Gut muscle strips from adult Sox10-H2BVenus transgenic mice stained with antibodies to Sox10, S-100, PGP9.5 and Hu reveal expression of the transgene in mature enteric glia based on colocalization of the H2BVenus reporter with glial markers, Sox10 and S100. Sox10-H2BVenus expression is excluded from neurons labeled by PGP9.5 and Hu. All images 400X.

Figure 4. ENPs labeled by Sox10-H2BVenus expression exhibit stem cell characteristics

Sox10-H2BVenus+ cells from 14dpc fetal gut give rise to neurospheres in culture (a) and express the neural crest stem cell markers p75^LNTR (b) and nestin (c) detected by Cy3 (red) IHC labeling (200X). Sox10-H2BVenus+ cells isolated from 14dpc gut grown in low density cultures give rise to multipotent colonies (d) that contain neurons (peripherin+), glia (GFAP+) and myofibroblasts (SMA+) labeled by triple immunofluorescence, 100X magnification. Detection of myofibroblasts with SMA-FITC resulted in co-visualization of SMA+ cells with H2BVenus+ nuclei in multipotent (SMA panel) colonies. RT-PCR detects expression (e) of stem cell genes (Abcg2, Bmi1, Dll1, Klf4, Lgr5, Msi1, Myc, Nes, Ngfr, Notch1, Pou5f1, Sox2), neural crest genes (FoxD3, Snai1, Snai2, Sox9, Sox10, Twist1), neuronal progenitor marker genes (Ascl1, Neurod1, Neurog1, Phox2b, Prph1, Uchl1), and peripheral glia markers (Erbb3, Fabp7, Gfap, Mpz, Nrg1, Nrtn, Olig2, S100b) in Sox10-H2BVenus+ enteric populations at discrete developmental stages. Housekeeping control genes (Actb, Ipo8, Ubc) are shown for comparison. Lanes include 100bp Molecular Weight Marker (M), no template control (H₂O), total 14.5dpc fetal mouse RNA (Total E14), flow-sorted 14.5dpc gut H2BVenus+ ENPs (E14 Sox10+), cultured neurospheres from 14.5dpc H2BVenus+ gut (E14 NS), postnatal day 6 H2BVenus+ cells isolated from gut muscle strips (P6 GMS).

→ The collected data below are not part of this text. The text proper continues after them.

use std::path::{Path, PathBuf};

use clap::{Args, Parser, Subcommand, ValueEnum};
use spansort::{
    AnimationOpts, AnimationThreading, BucketScale, CompareKind, Direction, EffectConfig,
    FrameSignals, FrameSink, GifSink, MaskSource, SinkConfig, SortInputs, SortOrder,
};

#[derive(Parser, Debug)]
#[command(name = "spansort", version, about = "Mask-driven pixel span sorting")]
struct Cli {
    /// Raise log verbosity (-v debug, -vv trace).
    #[arg(short, long, action = clap::ArgAction::Count, global = true)]
    verbose: u8,

    #[command(subcommand)]
    cmd: Command,
}

#[derive(Subcommand, Debug)]
enum Command {
    /// Sort a single image and write a PNG.
    Sort(SortArgs),
    /// Render an animated GIF of the same image with per-frame noise.
    Animate(AnimateArgs),
    /// Render an audio-reactive animated GIF driven by a WAV file.
    Wave(WaveArgs),
    /// Render the spectrum of a WAV file as an animated GIF.
    Spectrum(SpectrumArgs),
}

#[derive(ValueEnum, Clone, Copy, Debug)]
enum CompareArg {
    Mean,
    Red,
}

#[derive(ValueEnum, Clone, Copy, Debug)]
enum DirectionArg {
    Right,
    Left,
    Up,
    Down,
}

#[derive(ValueEnum, Clone, Copy, Debug)]
enum ScaleArg {
    Linear,
    Log,
}

/// Effect flags shared by every sorting subcommand. Flags override `--config` values.
#[derive(Args, Debug)]
struct EffectArgs {
    /// JSON effect config used as the base for the flags below.
    #[arg(long)]
    config: Option<PathBuf>,

    /// Red-channel threshold (0-255); pixels below it are sorted.
    #[arg(long)]
    threshold: Option<u8>,

    /// Multiplier applied to every span length.
    #[arg(long)]
    scalar: Option<f64>,

    /// Length jitter; negative values also shift span starts.
    #[arg(long, allow_hyphen_values = true)]
    noise: Option<i32>,

    /// Screen direction spans are sorted toward.
    #[arg(long, value_enum)]
    direction: Option<DirectionArg>,

    /// Pixel comparison.
    #[arg(long, value_enum)]
    compare: Option<CompareArg>,

    /// Sort largest first.
    #[arg(long)]
    descend: bool,

    /// Write exactly the mask runs, without bleed.
    #[arg(long)]
    clean: bool,

    /// Swap mask polarity.
    #[arg(long)]
    invert: bool,

    /// Lossy merge write-back.
    #[arg(long)]
    crush: bool,

    /// RNG seed for reproducible output.
    #[arg(long)]
    seed: Option<u64>,

    /// Paint each span one random color.
    #[arg(long)]
    debug_spans: bool,

    /// Force the whole mask active and write gray levels.
    #[arg(long)]
    debug_mask: bool,

    /// Replace the source with random noise.
    #[arg(long)]
    debug_source: bool,
}

impl EffectArgs {
    fn resolve(&self) -> anyhow::Result<EffectConfig> {
        let mut cfg = match &self.config {
            Some(path) => EffectConfig::from_json_path(path)?,
            None => EffectConfig::default(),
        };
        if let Some(t) = self.threshold {
            cfg.threshold = t;
        }
        if let Some(s) = self.scalar {
            cfg.scalar = s;
        }
        if let Some(n) = self.noise {
            cfg.noise_factor = n;
        }
        if let Some(d) = self.direction {
            cfg.direction = match d {
                DirectionArg::Right => Direction::Right,
                DirectionArg::Left => Direction::Left,
                DirectionArg::Up => Direction::Up,
                DirectionArg::Down => Direction::Down,
            };
        }
        if let Some(c) = self.compare {
            cfg.compare = match c {
                CompareArg::Mean => CompareKind::Mean,
                CompareArg::Red => CompareKind::Red,
            };
        }
        if self.descend {
            cfg.order = SortOrder::Descending;
        }
        cfg.clean |= self.clean;
        cfg.invert |= self.invert;
        cfg.crush |= self.crush;
        cfg.debug.span_colors |= self.debug_spans;
        cfg.debug.mask |= self.debug_mask;
        cfg.debug.source_noise |= self.debug_source;
        if self.seed.is_some() {
            cfg.seed = self.seed;
        }
        cfg.validate()?;
        Ok(cfg)
    }
}

#[derive(Parser, Debug)]
struct SortArgs {
    /// Input image.
    #[arg(long = "in")]
    in_path: PathBuf,

    /// Output PNG path.
    #[arg(long)]
    out: PathBuf,

    /// Also write the mask used for the pass.
    #[arg(long)]
    mask_out: Option<PathBuf>,

    /// Mask image to use instead of thresholding.
    #[arg(long)]
    mask_in: Option<PathBuf>,

    /// Raw byte file used as a per-row amplitude signal.
    #[arg(long)]
    signal: Option<PathBuf>,

    #[command(flatten)]
    effect: EffectArgs,
}

#[derive(Args, Debug)]
struct ThreadingArgs {
    /// Render frames one after another.
    #[arg(long)]
    sequential: bool,

    /// Override rayon worker threads.
    #[arg(long)]
    threads: Option<usize>,
}

impl ThreadingArgs {
    fn opts(&self, mask_path: Option<PathBuf>) -> AnimationOpts {
        AnimationOpts {
            threading: AnimationThreading {
                parallel: !self.sequential,
                threads: self.threads,
            },
            mask_path,
        }
    }
}

#[derive(Parser, Debug)]
struct AnimateArgs {
    /// Input image.
    #[arg(long = "in")]
    in_path: PathBuf,

    /// Output GIF path.
    #[arg(long)]
    out: PathBuf,

    /// Number of frames.
    #[arg(long)]
    frames: usize,

    /// Playback rate.
    #[arg(long, default_value_t = 24)]
    framerate: u32,

    /// Mask image to use instead of thresholding.
    #[arg(long)]
    mask_in: Option<PathBuf>,

    /// Also write each frame as FRAME_<n>.png into this directory.
    #[arg(long)]
    frames_dir: Option<PathBuf>,

    #[command(flatten)]
    threading: ThreadingArgs,

    #[command(flatten)]
    effect: EffectArgs,
}

#[derive(Parser, Debug)]
struct WaveArgs {
    /// Input image.
    #[arg(long = "in")]
    in_path: PathBuf,

    /// PCM WAV file driving the animation.
    #[arg(long)]
    wav: PathBuf,

    /// Output GIF path.
    #[arg(long)]
    out: PathBuf,

    /// Playback rate; also the number of spectrum windows per second of audio.
    #[arg(long, default_value_t = 24)]
    framerate: u32,

    /// Spectrum buckets per frame.
    #[arg(long, default_value_t = 64)]
    buckets: usize,

    /// Bucket grouping.
    #[arg(long, value_enum, default_value_t = ScaleArg::Linear)]
    scale: ScaleArg,

    /// Mask image to use instead of thresholding.
    #[arg(long)]
    mask_in: Option<PathBuf>,

    /// Also write each frame as FRAME_<n>.png into this directory.
    #[arg(long)]
    frames_dir: Option<PathBuf>,

    #[command(flatten)]
    threading: ThreadingArgs,

    #[command(flatten)]
    effect: EffectArgs,
}

#[derive(Parser, Debug)]
struct SpectrumArgs {
    /// PCM WAV file.
    #[arg(long)]
    wav: PathBuf,

    /// Output GIF path.
    #[arg(long)]
    out: PathBuf,

    /// Playback rate.
    #[arg(long, default_value_t = 24)]
    framerate: u32,

    /// Spectrum buckets per frame.
    #[arg(long, default_value_t = 64)]
    buckets: usize,

    /// Bucket grouping.
    #[arg(long, value_enum, default_value_t = ScaleArg::Linear)]
    scale: ScaleArg,

    /// Frame side length in pixels.
    #[arg(long, default_value_t = 512)]
    size: u32,
}

fn main() -> anyhow::Result<()> {
    let cli = Cli::parse();
    init_tracing(cli.verbose);
    match cli.cmd {
        Command::Sort(args) => cmd_sort(args),
        Command::Animate(args) => cmd_animate(args),
        Command::Wave(args) => cmd_wave(args),
        Command::Spectrum(args) => cmd_spectrum(args),
    }
}

fn init_tracing(verbose: u8) {
    let level = match verbose {
        0 => tracing::Level::INFO,
        1 => tracing::Level::DEBUG,
        _ => tracing::Level::TRACE,
    };
    tracing_subscriber::fmt()
        .with_max_level(level)
        .with_writer(std::io::stderr)
        .init();
}

fn scale_of(arg: ScaleArg) -> BucketScale {
    match arg {
        ScaleArg::Linear => BucketScale::Linear,
        ScaleArg::Log => BucketScale::Log,
    }
}

fn cmd_sort(args: SortArgs) -> anyhow::Result<()> {
    let cfg = args.effect.resolve()?;
    let image = spansort::load_image(&args.in_path)?;
    let signal = args
        .signal
        .as_deref()
        .map(spansort::load_raw_signal)
        .transpose()?;
    let mask = match args.mask_in.as_deref() {
        Some(path) => MaskSource::File(path),
        None => MaskSource::Threshold,
    };

    let mut rng = cfg.rng();
    let sorted = spansort::sort_image(
        image,
        &cfg,
        SortInputs {
            mask,
            signal: signal.as_ref(),
        },
        &mut rng,
    )?;

    spansort::write_png(&sorted.image, &args.out)?;
    eprintln!("wrote {}", args.out.display());
    if let (Some(path), Some(mask)) = (&args.mask_out, &sorted.mask) {
        spansort::write_png(mask.as_image(), path)?;
        eprintln!("wrote {}", path.display());
    }
    Ok(())
}

fn cmd_animate(args: AnimateArgs) -> anyhow::Result<()> {
    let cfg = args.effect.resolve()?;
    let base = spansort::load_image(&args.in_path)?;
    let opts = args.threading.opts(args.mask_in.clone());
    let signals = FrameSignals::Unmodulated(args.frames);
    write_animation(
        &base,
        &signals,
        &cfg,
        &opts,
        args.framerate,
        &args.out,
        args.frames_dir.as_deref(),
    )
}

fn cmd_wave(args: WaveArgs) -> anyhow::Result<()> {
    let cfg = args.effect.resolve()?;
    let base = spansort::load_image(&args.in_path)?;
    let stack =
        spansort::load_wave_stack(&args.wav, args.framerate, args.buckets, scale_of(args.scale))?;
    let opts = args.threading.opts(args.mask_in.clone());
    write_animation(
        &base,
        &FrameSignals::Spectrum(stack),
        &cfg,
        &opts,
        args.framerate,
        &args.out,
        args.frames_dir.as_deref(),
    )
}

fn write_animation(
    base: &spansort::PixelBuffer,
    signals: &FrameSignals,
    cfg: &EffectConfig,
    opts: &AnimationOpts,
    framerate: u32,
    out: &Path,
    frames_dir: Option<&Path>,
) -> anyhow::Result<()> {
    let mut sink = GifSink::new(out);
    match frames_dir {
        None => {
            spansort::render_animation_to_sink(base, signals, cfg, opts, framerate, &mut sink)?;
        }
        Some(dir) => {
            let paths = spansort::render_animation_to_dir(base, signals, cfg, opts, dir)?;
            sink.begin(SinkConfig {
                width: base.width(),
                height: base.height(),
                framerate,
            })?;
            for (idx, path) in paths.iter().enumerate() {
                sink.push_frame(idx, spansort::load_image(path)?)?;
            }
            sink.end()?;
            eprintln!("wrote {} frames into {}", paths.len(), dir.display());
        }
    }
    eprintln!("wrote {}", out.display());
    Ok(())
}

fn cmd_spectrum(args: SpectrumArgs) -> anyhow::Result<()> {
    if args.size == 0 {
        anyhow::bail!("--size must be >= 1");
    }
    let stack =
        spansort::load_wave_stack(&args.wav, args.framerate, args.buckets, scale_of(args.scale))?;
    let frames = spansort::render_spectrum_frames(&stack, args.size);

    let mut sink = GifSink::new(&args.out);
    sink.begin(SinkConfig {
        width: args.size,
        height: args.size,
        framerate: args.framerate,
    })?;
    for (idx, frame) in frames.into_iter().enumerate() {
        sink.push_frame(idx, frame)?;
    }
    sink.end()?;
    eprintln!("wrote {}", args.out.display());
    Ok(())
}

Figure 5. Sox10-H2BVenus transgene visualizes effects of Sox10^Dom mutation on enteric development in situ

Enteric progenitors labeled by H2BVenus expression exhibit normal extent of migration in wild type 13.5dpc fetal guts in contrast to delayed migration in Sox10^Dom/+ mutant littermates (a, 100X). High magnification confocal images (b, 400X) taken from wild type and Sox10^Dom/+ mutant samples in gut regions labeled one to four in panel a at top to quantify proliferating progenitors. Proliferation of H2BVenus+ ENPs (white circles) is revealed by co-labeling with Sox10 antibody such that a red halo of Sox10 protein in the cytoplasm surrounds condensing H2BVenu+ mitotic chromosomes.

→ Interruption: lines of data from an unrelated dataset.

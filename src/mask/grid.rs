use crate::foundation::core::{Color, PixelBuffer};

/// Binary activity grid stored as an image so it can be written out and read back.
///
/// Only pure opaque white counts as active. Fully transparent black marks a cell that was
/// never written (for example outside the overlap of a smaller external mask).
#[derive(Clone, Debug, PartialEq, Eq)]
pub struct Mask {
    image: PixelBuffer,
}

impl Mask {
    /// Color of an active cell.
    pub const ACTIVE: Color = image::Rgba([255, 255, 255, 255]);
    /// Color of an inactive cell.
    pub const INACTIVE: Color = image::Rgba([0, 0, 0, 255]);
    /// Color of a cell nothing has written.
    pub const UNSET: Color = image::Rgba([0, 0, 0, 0]);

    /// A mask whose every cell is [`Mask::UNSET`].
    pub fn unset(width: u32, height: u32) -> Self {
        Self {
            image: PixelBuffer::new(width, height),
        }
    }

    /// Wrap an existing image; white cells become active.
    pub fn from_image(image: PixelBuffer) -> Self {
        Self { image }
    }

    /// Width in cells.
    pub fn width(&self) -> u32 {
        self.image.width()
    }

    /// Height in cells.
    pub fn height(&self) -> u32 {
        self.image.height()
    }

    /// `(width, height)`.
    pub fn dimensions(&self) -> (u32, u32) {
        self.image.dimensions()
    }

    /// `true` when the cell is pure opaque white. Out-of-bounds cells are inactive.
    pub fn is_active(&self, x: u32, y: u32) -> bool {
        self.image
            .get_pixel_checked(x, y)
            .is_some_and(|px| *px == Self::ACTIVE)
    }

    /// `true` when the cell still holds [`Mask::UNSET`].
    pub fn is_unset(&self, x: u32, y: u32) -> bool {
        self.image
            .get_pixel_checked(x, y)
            .is_some_and(|px| *px == Self::UNSET)
    }

    /// Mark a cell active or inactive.
    pub fn set_active(&mut self, x: u32, y: u32, active: bool) {
        let color = if active {
            Self::ACTIVE
        } else {
            Self::INACTIVE
        };
        self.image.put_pixel(x, y, color);
    }

    /// Number of active cells.
    pub fn active_count(&self) -> usize {
        self.image.pixels().filter(|px| **px == Self::ACTIVE).count()
    }

    /// Borrow the backing image.
    pub fn as_image(&self) -> &PixelBuffer {
        &self.image
    }

    /// Take the backing image.
    pub fn into_image(self) -> PixelBuffer {
        self.image
    }
}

Figure 6. Proliferation of Sox10-H2BVenus+ ENPs observed by dynamic imaging of fetal gut

Nuclei of individual cells labeled by H2BVenus expression are apparent in selected frames of the hindgut from a 12.5dpc transgenic mouse. A single arrow highlights an ENP that undergoes cell division between 80 and 100 minutes of the recording with daughter cells indicated by two arrows. Other mitotic spindles are highlighted (asterisk). Scale bar, 20 microns. A complete frame series (Movie1) of this preparation is available at the Genesis website.

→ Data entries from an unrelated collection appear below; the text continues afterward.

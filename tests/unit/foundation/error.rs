use super::*;

#[test]
fn display_prefixes_are_stable() {
    assert!(
        SortError::validation("x")
            .to_string()
            .contains("validation error:")
    );
    assert!(SortError::decode("x").to_string().contains("decode error:"));
    assert!(SortError::audio("x").to_string().contains("audio error:"));
    assert!(SortError::encode("x").to_string().contains("encode error:"));
}

#[test]
fn other_preserves_source() {
    let base = std::io::Error::other("boom");
    let err = SortError::Other(anyhow::Error::new(base));
    assert!(err.to_string().contains("boom"));
}

#[test]
fn anyhow_errors_convert_with_question_mark() {
    fn fails() -> SortResult<()> {
        Err(anyhow::anyhow!("wrapped"))?;
        Ok(())
    }
    assert!(matches!(fails(), Err(SortError::Other(_))));
}
use image::imageops;

use crate::foundation::core::{Direction, PixelBuffer};

/// Mirror axis for [`flip`].
#[derive(Clone, Copy, Debug, PartialEq, Eq)]
pub enum FlipAxis {
    /// Reverse every row (mirror left/right).
    Horizontal,
    /// Reverse every column (mirror top/bottom).
    Vertical,
}

/// Rotate clockwise by `quarter_turns * 90` degrees into a fresh buffer.
///
/// Odd turn counts swap width and height. Zero turns hands the buffer back unchanged.
pub fn rotate(image: PixelBuffer, quarter_turns: u8) -> PixelBuffer {
    match quarter_turns % 4 {
        1 => imageops::rotate90(&image),
        2 => imageops::rotate180(&image),
        3 => imageops::rotate270(&image),
        _ => image,
    }
}

/// Mirror `image` along `axis` into a fresh buffer.
pub fn flip(image: PixelBuffer, axis: FlipAxis) -> PixelBuffer {
    match axis {
        FlipAxis::Horizontal => imageops::flip_horizontal(&image),
        FlipAxis::Vertical => imageops::flip_vertical(&image),
    }
}

impl Direction {
    /// Map an image into the frame where this direction reads left to right.
    pub fn to_row_frame(self, image: PixelBuffer) -> PixelBuffer {
        match self {
            Self::Right => image,
            Self::Left => flip(image, FlipAxis::Horizontal),
            Self::Up => rotate(image, 1),
            Self::Down => rotate(image, 3),
        }
    }

    /// Inverse of [`Direction::to_row_frame`].
    pub fn from_row_frame(self, image: PixelBuffer) -> PixelBuffer {
        match self {
            Self::Right => image,
            Self::Left => flip(image, FlipAxis::Horizontal),
            Self::Up => rotate(image, 3),
            Self::Down => rotate(image, 1),
        }
    }

    /// Dimensions of a `width x height` image once mapped into the row frame.
    pub fn row_frame_dimensions(self, width: u32, height: u32) -> (u32, u32) {
        match self {
            Self::Right | Self::Left => (width, height),
            Self::Up | Self::Down => (height, width),
        }
    }
}

#[cfg(test)]
#[path = "../../tests/unit/orient/transform.rs"]
mod tests;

Figure 7. Elimination of Sox10-H2BVenus+ ENPs observed during dynamic imaging

Rapid fragmentation of cell nuclei that occur both at the wavefront (a) and behind the wavefront (b) are shown in selected frames of two different imaging sessions. Circles indicate the position of cell nuclei before (a, 100′; b, 280′), during, and after fragmentation. A complete frame series of the imaging session shown in panel b (Movie2) is available at the Genesis website. Nuclear fragmentation events were also identified in multiple independent fetal gut samples (d) that had been not illuminated prior to fixation and mounting as indicated by arrows. Scale bar panels a and b, 20 microns; scale bar panels shown in c, 10 microns.

Figure 8. Sox10-H2BVenus transgene labels NC-derived progenitors in multiple aspects of the PNS

Expression of the Sox10-H2BVenus transgene is apparent at 14.5dpc in other regions where NC contribute to developing structures including the cornea (a), follicles in the whisker pad (b), oligodendrocytes in the spine and glia of the dorsal root ganglia (c), nerve tracts in the forelimb (d) and innervation of the diaphragm (e).